The kids are coming up from behind.
I'm losing my edge.
I'm losing my edge to the kids from Nigeria and from Copenhagen.
But I was there.

I was there in 1979.
I was there at the first Second Layer show in South London.
I'm losing my edge.
I'm losing my edge to the kids whose footsteps I hear when they get on the decks.
I'm losing my edge to the internet seekers who can tell me every member of every good group from 1963 to 1970.
I'm losing my edge.

To all the kids in Milan and Bologna.
I'm losing my edge to the art-school Portland kids in little jackets and borrowed nostalgia for the unremembered nineties.

I'm losing my edge.
I'm losing my edge.
I can hear the footsteps every night on the decks.
But I was there.

I was there in 1979 at the first Second Layer practice in a loft in South London.
I was working on the rhodes sounds with much patience.
I was there when Captain Beefheart started up his first band.
I told him, "Don't do it that way. You'll never make a dime."
I was there.
I was the first guy playing Mars to the dance kids.
I played it at the Roxy.
Everybody thought I was crazy.
We all know.
I was there.
I was there.
I've never been wrong.

But I'm losing my edge to better-looking people with better ideas and more talent.
And they're actually really, really nice.

I'm losing my edge.

I heard you have a compilation of every good song ever done by anybody.
Every great song by Slave. All the underground hits.

All London Community Gospel Choir tracks. I heard you have a vinyl of every Jawbox record on German import.

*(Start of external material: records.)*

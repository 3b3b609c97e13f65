use std::collections::VecDeque;
use std::fs::{self, File};
use std::hash::Hasher as _;
use std::io::{Read, Seek, SeekFrom};
use std::path::{Path, PathBuf};
use std::time::{Duration, Instant};

use chrono::{DateTime, Utc};
use serde::{Deserialize, Serialize};
use tracing::{debug, info, warn};
use twox_hash::XxHash64;

use crate::error::Result;
use crate::model::{DiskTier, OperationOutcome, OutcomeLabel};

const PROFILE_FILE: &str = "environment.json";
const PROFILE_FRESH_DAYS: i64 = 7;
const EMA_ALPHA: f64 = 0.3;

const EXTRACTION_TIMEOUT_MIN_SECS: u64 = 60;
const EXTRACTION_TIMEOUT_MAX_SECS: u64 = 7200;
const VALIDATION_TIMEOUT_MIN_SECS: u64 = 30;
const VALIDATION_TIMEOUT_MAX_SECS: u64 = 600;

const BENCH_FILE_BYTES: usize = 16 * 1024 * 1024;
const BENCH_RANDOM_READS: usize = 128;
const BENCH_RANDOM_READ_BYTES: usize = 64 * 1024;

/// Learned facts about the machine this runs on. Benchmarked once, cached
/// for a week; the learned throughput fields are only ever blended, never
/// overwritten wholesale.
#[derive(Debug, Clone, Serialize, Deserialize)]
pub struct EnvironmentProfile {
    pub disk_tier: DiskTier,
    pub seq_read_mb_s: f64,
    pub rand_read_mb_s: f64,
    pub cpu_score: f64,
    pub extraction_speed_mb_s: f64,
    pub decode_speed_factor: f64,
    pub updated_at: DateTime<Utc>,
}

impl Default for EnvironmentProfile {
    fn default() -> Self {
        Self {
            disk_tier: DiskTier::Unknown,
            seq_read_mb_s: 100.0,
            rand_read_mb_s: 50.0,
            cpu_score: 1.0,
            extraction_speed_mb_s: 20.0,
            decode_speed_factor: 8.0,
            updated_at: DateTime::<Utc>::MIN_UTC,
        }
    }
}

pub fn default_cache_dir() -> PathBuf {
    dirs::cache_dir()
        .unwrap_or_else(|| PathBuf::from("."))
        .join("downsweep")
}

fn tier_multiplier(tier: DiskTier) -> f64 {
    match tier {
        DiskTier::Hdd => 3.0,
        DiskTier::Ssd => 2.0,
        DiskTier::Nvme => 1.5,
        DiskTier::Unknown => 2.5,
    }
}

fn classify_tier(seq_mb_s: f64, rand_mb_s: f64) -> DiskTier {
    if seq_mb_s <= 0.0 || rand_mb_s <= 0.0 {
        return DiskTier::Unknown;
    }
    let ratio = seq_mb_s / rand_mb_s;
    if ratio > 5.0 {
        DiskTier::Hdd
    } else if ratio < 3.0 && seq_mb_s > 1500.0 {
        DiskTier::Nvme
    } else if ratio < 3.0 {
        DiskTier::Ssd
    } else {
        DiskTier::Unknown
    }
}

fn ema(old: f64, observed: f64) -> f64 {
    EMA_ALPHA * observed + (1.0 - EMA_ALPHA) * old
}

/// Derives subprocess timeouts from the environment profile and keeps the
/// profile honest with observed timings.
pub struct AdaptiveTimeoutPolicy {
    profile: EnvironmentProfile,
    cache_dir: PathBuf,
}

I heard that you have a white label of every seminal rock hit - 1985, '86, '87.
I heard that you have a CD compilation of every good '60s cut and another box set from the '90s.

I hear you're buying an organ and a synthesizer and are throwing your macbook out the window because you want to make something real. You want to make a Angry Samoans record.

I hear that you and your band have sold your guitar and bought a synthesizer.
I hear that you and your band have sold your synthesizer and bought a guitar.

I hear everybody that you know is more relevant than everybody that I know.

But have you seen my records?

Hoover, DJ Style, Pet Shop Boys, Gichy Dan, Rosa Yemen, Throbbing Gristle, Junior Murvin, Black Bananas, Deadbeat, The Raincoats, Alison Limerick, Jesper Dahlbäck, The Vogues, the Normal, Barbara Tucker, Technova, The Associates, Oblivians, Country Teasers, Sam Rivers, Aaron Thompson, Crispy Ambulance, The Angels of Light, Cecil Taylor, Quando Quango, Susan Cadogan, The Names, Colin Newman, Desert Stars, Sight & Sound, Babytalk, Gian Franco Pienzio, Amon Düül, Ultravox, Todd Rundgren, D'Angelo, Mandrill, June Days, Lungfish, The Offenders, Chris & Cosey, Crash Course in Science, Minnie Riperton, The Cramps, Teenage Jesus and the Jerks, Brick, F. McDonald, Suicide, The Gap Band, Bluetip, Sandy B, Panda Bear, Cal Tjader, Eddi Front, The Sisters of Mercy, Black Flag, The Neon Judgement, Newcleus, Bill Wells, Jesper Dahlback, Young Marble Giants, Judy Mowatt, Fear, Joy Division, Joy Division, Joy Division, Joy Division.

You don't know what you really want.
You don't know what you really want.
You don't know what you really want.
You don't know what you really want.
You don't know what you really want.
You don't know what you really want.
You don't know what you really want.
You don't know what you really want.
You don't know what you really want.
You don't know what you really want.
You don't know what you really want.
You don't know what you really want.
You don't know what you really want.
You don't know what you really want.
You don't know what you really want.

A hack by Matthew Ogle who is very sorry to James Murphy and basically everyone (cheers to Darius and this for the late-night inspiration)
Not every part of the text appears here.